Expression profiling of primary and metastatic ovarian tumors reveals differences indicative of aggressive disease

Abstract

The behavior and genetics of serous epithelial ovarian cancer (EOC) metastasis, the form of the disease lethal to patients, is poorly understood. The unique properties of metastases are critical to understand to improve treatments of the disease that remains in patients after debulking surgery. We sought to identify the genetic and phenotypic landscape of metastatic progression of EOC to understand how metastases compare to primary tumors. DNA copy number and mRNA expression differences between matched primary human tumors and omental metastases, collected at the same time during debulking surgery before chemotherapy, were measured using microarrays. qPCR and immunohistochemistry validated findings. Pathway analysis of mRNA expression revealed metastatic cancer cells are more proliferative and less apoptotic than primary tumors, perhaps explaining the aggressive nature of these lesions. Most cases had copy number aberrations (CNAs) that differed between primary and metastatic tumors, but we did not detect CNAs that are recurrent across cases. A six gene expression signature distinguishes primary from metastatic tumors and predicts overall survival in independent datasets. The genetic differences between primary and metastatic tumors, yet common expression changes, suggest that the major clone in metastases is not the same as in primary tumors, but the cancer cells adapt to the omentum similarly. Together, these data highlight how ovarian tumors develop into a distinct, more aggressive metastatic state that should be considered for therapy development.

Figure 1. Metastases are more proliferative and include less apoptotic cells than matched primary tumors.

A. GSEA enrichment plot suggests Reactome G2/M cell cycle checkpoints including Chek1, CCNB2, and BUB1 are expressed higher in primary tumors. B. Representative immunohistochemical staining of Ki-67 from three cases suggest higher Ki-67 staining in omental metastases. C. Box plot of the percent cells with positive Ki-67 staining. Paired t-test suggests significant differences between omental metastases and primary tumors from 19 cases. D. qPCR validation of cell cycle checkpoints. Note that genes with significant >1.8 fold changes in the array validate in those same tumors by qPCR. Genes with small expression changes measured by either the array or qPCR may be noisy in those tumors. E. GSEA enrichment plot suggests that negative regulators of apoptosis are up-regulated in metastases. F. TUNEL staining of two representative cases shows increased TUNEL signal in metastases. G. Box plot of the percent of cancer cells as determined by H&E staining with positive TUNEL staining. Paired t-test suggests significance.

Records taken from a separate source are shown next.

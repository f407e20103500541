use std::path::PathBuf;

/// A boxed cause carried by the collaborator-facing error variants.
pub type BoxError = Box<dyn std::error::Error + Send + Sync + 'static>;

/// Error type for the changeflow crate.
#[derive(thiserror::Error, Debug)]
pub enum Error {
    /// The properties file could not be read.
    #[error("unable to load properties file at [{}]: {source}", path.display())]
    ConfigLoad {
        path: PathBuf,
        #[source]
        source: std::io::Error,
    },
    /// The database handle could not be created.
    #[error("error creating database: {0}")]
    DatabaseConnect(#[source] BoxError),
    /// The migration engine could not be constructed.
    #[error("error creating migration engine: {0}")]
    EngineInit(#[source] BoxError),
    /// A changeset failed while being applied or rolled back.
    #[error("error executing migration: {0}")]
    MigrationFailed(#[source] BoxError),
    /// A lower-level database fault not tied to a specific changeset.
    #[error("error executing against database: {0}")]
    DatabaseExecution(#[source] BoxError),
    /// A generic engine failure, such as a changeset without a rollback.
    #[error("{0}")]
    Engine(String),
    /// Releasing the database handle failed. Only ever logged.
    #[error("error closing database: {0}")]
    Teardown(#[source] BoxError),
}

impl Error {
    /// Short, stable name of the error kind, used in logs and reports.
    pub fn kind(&self) -> &'static str {
        match self {
            Self::ConfigLoad { .. } => "config_load",
            Self::DatabaseConnect(_) => "database_connect",
            Self::EngineInit(_) => "engine_init",
            Self::MigrationFailed(_) => "migration_failed",
            Self::DatabaseExecution(_) => "database_execution",
            Self::Engine(_) => "engine",
            Self::Teardown(_) => "teardown",
        }
    }
}

#[cfg(feature = "sqlite")]
impl From<rusqlite::Error> for Error {
    fn from(value: rusqlite::Error) -> Self {
        Self::DatabaseExecution(Box::new(value))
    }
}

impl From<String> for Error {
    fn from(value: String) -> Self {
        Self::Engine(value)
    }
}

Figure 2. Six gene metastasis signature distinguishes aggressive disease in patients and primary and metastatic tumors.

A. Red dotted lines indicate high risk group and the green line indicates the low risk group. For each patient’s tumor, a point was given for each metastasis gene for which higher than median expression was associated with longer survival, and vice versa. Tumors with more than three points were classified as high risk. Only patients who were treated with platinum or taxane chemotherapy were included. Two microarray platforms from TCGA were evaluated (Affymetrix U133A and the Agilent Custom 244K). A second independent dataset on Affymetrix U133 Plus 2 microarrays from the Australian Oncology group was also evaluated , . The median survival is shown with 95% confidence levels in parentheses. B. Hierarchical clustering of the six gene metastasis signature separates the primary and metastatic tumors. Red indicates higher and blue lower expression. C. The six gene metastatic signature distinguishes more aggressive disease using time to progression as a metric. D. The six gene signature predicts survival for cases with no residual disease. Cases in each dataset with no macro disease after surgery were gathered and evaluated for overall survival.

Figure 3. Hierarchical clustering of copy number aberrations and mRNA expression.

A. Most patients cluster by their copy number aberrations (CNAs). The circles indicate matched pairs of primary and metastatic tumors that cluster together with similar patterns of CNAs. B. Representative heat maps of the copy number data from two cases. Many CNAs are found in both primary and metastatic tumors.